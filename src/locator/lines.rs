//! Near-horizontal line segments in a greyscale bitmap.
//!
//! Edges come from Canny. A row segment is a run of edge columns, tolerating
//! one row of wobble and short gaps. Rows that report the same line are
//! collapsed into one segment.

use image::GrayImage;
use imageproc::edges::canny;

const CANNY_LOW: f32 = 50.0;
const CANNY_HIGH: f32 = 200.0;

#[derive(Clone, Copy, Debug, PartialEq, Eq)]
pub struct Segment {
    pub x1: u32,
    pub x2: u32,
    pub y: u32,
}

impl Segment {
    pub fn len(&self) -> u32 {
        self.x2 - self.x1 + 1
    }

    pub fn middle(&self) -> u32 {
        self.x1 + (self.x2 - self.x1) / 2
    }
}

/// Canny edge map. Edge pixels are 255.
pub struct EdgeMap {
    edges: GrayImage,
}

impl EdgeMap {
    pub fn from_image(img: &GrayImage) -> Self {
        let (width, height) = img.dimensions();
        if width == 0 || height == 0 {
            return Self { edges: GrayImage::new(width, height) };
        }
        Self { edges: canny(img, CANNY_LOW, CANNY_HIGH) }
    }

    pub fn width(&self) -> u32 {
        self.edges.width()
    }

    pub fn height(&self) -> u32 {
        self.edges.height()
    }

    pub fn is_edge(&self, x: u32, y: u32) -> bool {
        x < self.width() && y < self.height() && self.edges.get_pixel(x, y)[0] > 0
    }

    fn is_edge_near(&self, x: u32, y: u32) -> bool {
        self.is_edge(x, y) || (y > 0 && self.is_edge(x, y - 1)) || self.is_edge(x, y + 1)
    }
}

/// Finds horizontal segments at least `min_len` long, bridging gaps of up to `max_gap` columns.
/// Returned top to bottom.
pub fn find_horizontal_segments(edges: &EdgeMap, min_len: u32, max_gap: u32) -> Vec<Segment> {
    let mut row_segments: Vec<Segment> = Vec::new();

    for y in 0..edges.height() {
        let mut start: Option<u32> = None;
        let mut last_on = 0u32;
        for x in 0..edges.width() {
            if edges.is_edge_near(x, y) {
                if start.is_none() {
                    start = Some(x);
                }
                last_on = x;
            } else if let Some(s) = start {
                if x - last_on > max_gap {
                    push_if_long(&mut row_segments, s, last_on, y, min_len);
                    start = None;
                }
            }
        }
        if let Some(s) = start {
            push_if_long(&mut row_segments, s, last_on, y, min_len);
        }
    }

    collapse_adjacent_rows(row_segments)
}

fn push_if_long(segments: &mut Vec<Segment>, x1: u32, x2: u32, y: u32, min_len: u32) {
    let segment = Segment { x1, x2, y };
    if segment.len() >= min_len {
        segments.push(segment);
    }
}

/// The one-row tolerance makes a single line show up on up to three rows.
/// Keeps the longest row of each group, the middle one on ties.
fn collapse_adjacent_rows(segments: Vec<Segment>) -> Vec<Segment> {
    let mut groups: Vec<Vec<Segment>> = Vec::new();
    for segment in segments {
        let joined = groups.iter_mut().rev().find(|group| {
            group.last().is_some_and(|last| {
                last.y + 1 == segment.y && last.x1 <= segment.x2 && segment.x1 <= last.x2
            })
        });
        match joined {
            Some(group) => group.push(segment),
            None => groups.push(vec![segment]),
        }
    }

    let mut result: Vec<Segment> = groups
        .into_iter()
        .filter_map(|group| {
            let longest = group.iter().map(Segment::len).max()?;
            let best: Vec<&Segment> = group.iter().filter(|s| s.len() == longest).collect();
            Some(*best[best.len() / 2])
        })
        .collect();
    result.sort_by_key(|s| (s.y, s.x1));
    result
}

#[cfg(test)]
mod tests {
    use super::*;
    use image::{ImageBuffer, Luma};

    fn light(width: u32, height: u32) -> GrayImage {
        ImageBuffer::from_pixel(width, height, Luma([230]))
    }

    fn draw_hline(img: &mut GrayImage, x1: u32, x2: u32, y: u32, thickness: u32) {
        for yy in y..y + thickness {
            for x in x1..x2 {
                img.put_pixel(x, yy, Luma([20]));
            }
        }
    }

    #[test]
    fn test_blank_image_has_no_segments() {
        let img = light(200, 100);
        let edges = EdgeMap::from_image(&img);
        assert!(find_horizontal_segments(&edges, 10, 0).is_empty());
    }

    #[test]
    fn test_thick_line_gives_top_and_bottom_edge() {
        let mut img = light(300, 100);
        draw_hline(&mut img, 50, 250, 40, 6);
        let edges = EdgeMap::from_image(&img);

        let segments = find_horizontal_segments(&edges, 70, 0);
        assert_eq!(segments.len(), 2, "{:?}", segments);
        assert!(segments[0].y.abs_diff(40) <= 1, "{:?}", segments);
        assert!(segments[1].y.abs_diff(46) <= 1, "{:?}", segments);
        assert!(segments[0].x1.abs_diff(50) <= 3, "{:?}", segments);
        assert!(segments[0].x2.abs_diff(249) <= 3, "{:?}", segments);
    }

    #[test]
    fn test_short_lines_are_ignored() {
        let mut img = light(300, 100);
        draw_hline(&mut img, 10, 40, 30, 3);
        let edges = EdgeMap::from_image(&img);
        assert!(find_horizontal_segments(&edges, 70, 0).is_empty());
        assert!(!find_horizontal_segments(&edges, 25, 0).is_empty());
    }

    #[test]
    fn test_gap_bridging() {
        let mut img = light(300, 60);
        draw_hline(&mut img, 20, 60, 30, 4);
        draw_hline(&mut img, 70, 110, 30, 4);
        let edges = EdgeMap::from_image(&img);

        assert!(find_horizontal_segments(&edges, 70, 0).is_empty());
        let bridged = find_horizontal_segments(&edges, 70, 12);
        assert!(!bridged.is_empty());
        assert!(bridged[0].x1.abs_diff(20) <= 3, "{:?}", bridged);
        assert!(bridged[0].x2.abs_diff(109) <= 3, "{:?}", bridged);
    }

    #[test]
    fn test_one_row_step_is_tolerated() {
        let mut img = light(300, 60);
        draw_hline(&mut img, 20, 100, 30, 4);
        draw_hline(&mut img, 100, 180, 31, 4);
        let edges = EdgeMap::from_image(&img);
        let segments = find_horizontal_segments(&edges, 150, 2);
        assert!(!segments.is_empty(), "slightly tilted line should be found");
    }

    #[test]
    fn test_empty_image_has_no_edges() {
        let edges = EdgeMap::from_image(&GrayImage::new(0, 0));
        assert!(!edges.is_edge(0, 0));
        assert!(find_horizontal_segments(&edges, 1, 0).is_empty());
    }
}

_INSTRUCTIONS TO FOLLOW_
All the records above need to be transcribed exactly and in full.

_RESULT OF THIS EXERCISE_
filename src/locator/lines.rs
//! Near-horizontal line segments in a greyscale bitmap.
//!
//! Edges come from Canny. A row segment is a run of edge columns, tolerating
//! one row of wobble and short gaps. Rows that report the same line are
//! collapsed into one segment.

use image::GrayImage;
use imageproc::edges::canny;

const CANNY_LOW: f32 = 50.0;
const CANNY_HIGH: f32 = 200.0;

#[derive(Clone, Copy, Debug, PartialEq, Eq)]
pub struct Segment {
    pub x1: u32,
    pub x2: u32,
    pub y: u32,
}

impl Segment {
    pub fn len(&self) -> u32 {
        self.x2 - self.x1 + 1
    }

    pub fn middle(&self) -> u32 {
        self.x1 + (self.x2 - self.x1) / 2
    }
}

/// Canny edge map. Edge pixels are 255.
pub struct EdgeMap {
    edges: GrayImage,
}

impl EdgeMap {
    pub fn from_image(img: &GrayImage) -> Self {
        let (width, height) = img.dimensions();
        if width == 0 || height == 0 {
            return Self { edges: GrayImage::new(width, height) };
        }
        Self { edges: canny(img, CANNY_LOW, CANNY_HIGH) }
    }

    pub fn width(&self) -> u32 {
        self.edges.width()
    }

    pub fn height(&self) -> u32 {
        self.edges.height()
    }

    pub fn is_edge(&self, x: u32, y: u32) -> bool {
        x < self.width() && y < self.height() && self.edges.get_pixel(x, y)[0] > 0
    }

    fn is_edge_near(&self, x: u32, y: u32) -> bool {
        self.is_edge(x, y) || (y > 0 && self.is_edge(x, y - 1)) || self.is_edge(x, y + 1)
    }
}

/// Finds horizontal segments at least `min_len` long, bridging gaps of up to `max_gap` columns.
/// Returned top to bottom.
pub fn find_horizontal_segments(edges: &EdgeMap, min_len: u32, max_gap: u32) -> Vec<Segment> {
    let mut row_segments: Vec<Segment> = Vec::new();

    for y in 0..edges.height() {
        let mut start: Option<u32> = None;
        let mut last_on = 0u32;
        for x in 0..edges.width() {
            if edges.is_edge_near(x, y) {
                if start.is_none() {
                    start = Some(x);
                }
                last_on = x;
            } else if let Some(s) = start {
                if x - last_on > max_gap {
                    push_if_long(&mut row_segments, s, last_on, y, min_len);
                    start = None;
                }
            }
        }
        if let Some(s) = start {
            push_if_long(&mut row_segments, s, last_on, y, min_len);
        }
    }

    collapse_adjacent_rows(row_segments)
}

fn push_if_long(segments: &mut Vec<Segment>, x1: u32, x2: u32, y: u32, min_len: u32) {
    let segment = Segment { x1, x2, y };
    if segment.len() >= min_len {
        segments.push(segment);
    }
}

/// The one-row tolerance makes a single line show up on up to three rows.
/// Keeps the longest row of each group, the middle one on ties.
fn collapse_adjacent_rows(segments: Vec<Segment>) -> Vec<Segment> {
    let mut groups: Vec<Vec<Segment>> = Vec::new();
    for segment in segments {
        let joined = groups.iter_mut().rev().find(|group| {
            group.last().is_some_and(|last| {
                last.y + 1 == segment.y && last.x1 <= segment.x2 && segment.x1 <= last.x2
            })
        });
        match joined {
            Some(group) => group.push(segment),
            None => groups.push(vec![segment]),
        }
    }

    let mut result: Vec<Segment> = groups
        .into_iter()
        .filter_map(|group| {
            let longest = group.iter().map(Segment::len).max()?;
            let best: Vec<&Segment> = group.iter().filter(|s| s.len() == longest).collect();
            Some(*best[best.len() / 2])
        })
        .collect();
    result.sort_by_key(|s| (s.y, s.x1));
    result
}

#[cfg(test)]
mod tests {
    use super::*;
    use image::{ImageBuffer, Luma};

    fn light(width: u32, height: u32) -> GrayImage {
        ImageBuffer::from_pixel(width, height, Luma([230]))
    }

    fn draw_hline(img: &mut GrayImage, x1: u32, x2: u32, y: u32, thickness: u32) {
        for yy in y..y + thickness {
            for x in x1..x2 {
                img.put_pixel(x, yy, Luma([20]));
            }
        }
    }

    #[test]
    fn test_blank_image_has_no_segments() {
        let img = light(200, 100);
        let edges = EdgeMap::from_image(&img);
        assert!(find_horizontal_segments(&edges, 10, 0).is_empty());
    }

    #[test]
    fn test_thick_line_gives_top_and_bottom_edge() {
        let mut img = light(300, 100);
        draw_hline(&mut img, 50, 250, 40, 6);
        let edges = EdgeMap::from_image(&img);

        let segments = find_horizontal_segments(&edges, 70, 0);
        assert_eq!(segments.len(), 2, "{:?}", segments);
        assert!(segments[0].y.abs_diff(40) <= 1, "{:?}", segments);
        assert!(segments[1].y.abs_diff(46) <= 1, "{:?}", segments);
        assert!(segments[0].x1.abs_diff(50) <= 3, "{:?}", segments);
        assert!(segments[0].x2.abs_diff(249) <= 3, "{:?}", segments);
    }

    #[test]
    fn test_short_lines_are_ignored() {
        let mut img = light(300, 100);
        draw_hline(&mut img, 10, 40, 30, 3);
        let edges = EdgeMap::from_image(&img);
        assert!(find_horizontal_segments(&edges, 70, 0).is_empty());
        assert!(!find_horizontal_segments(&edges, 25, 0).is_empty());
    }

    #[test]
    fn test_gap_bridging() {
        let mut img = light(300, 60);
        draw_hline(&mut img, 20, 60, 30, 4);
        draw_hline(&mut img, 70, 110, 30, 4);
        let edges = EdgeMap::from_image(&img);

        assert!(find_horizontal_segments(&edges, 70, 0).is_empty());
        let bridged = find_horizontal_segments(&edges, 70, 12);
        assert!(!bridged.is_empty());
        assert!(bridged[0].x1.abs_diff(20) <= 3, "{:?}", bridged);
        assert!(bridged[0].x2.abs_diff(109) <= 3, "{:?}", bridged);
    }

    #[test]
    fn test_one_row_step_is_tolerated() {
        let mut img = light(300, 60);
        draw_hline(&mut img, 20, 100, 30, 4);
        draw_hline(&mut img, 100, 180, 31, 4);
        let edges = EdgeMap::from_image(&img);
        let segments = find_horizontal_segments(&edges, 150, 2);
        assert!(!segments.is_empty(), "slightly tilted line should be found");
    }

    #[test]
    fn test_empty_image_has_no_edges() {
        let edges = EdgeMap::from_image(&GrayImage::new(0, 0));
        assert!(!edges.is_edge(0, 0));
        assert!(find_horizontal_segments(&edges, 1, 0).is_empty());
    }
}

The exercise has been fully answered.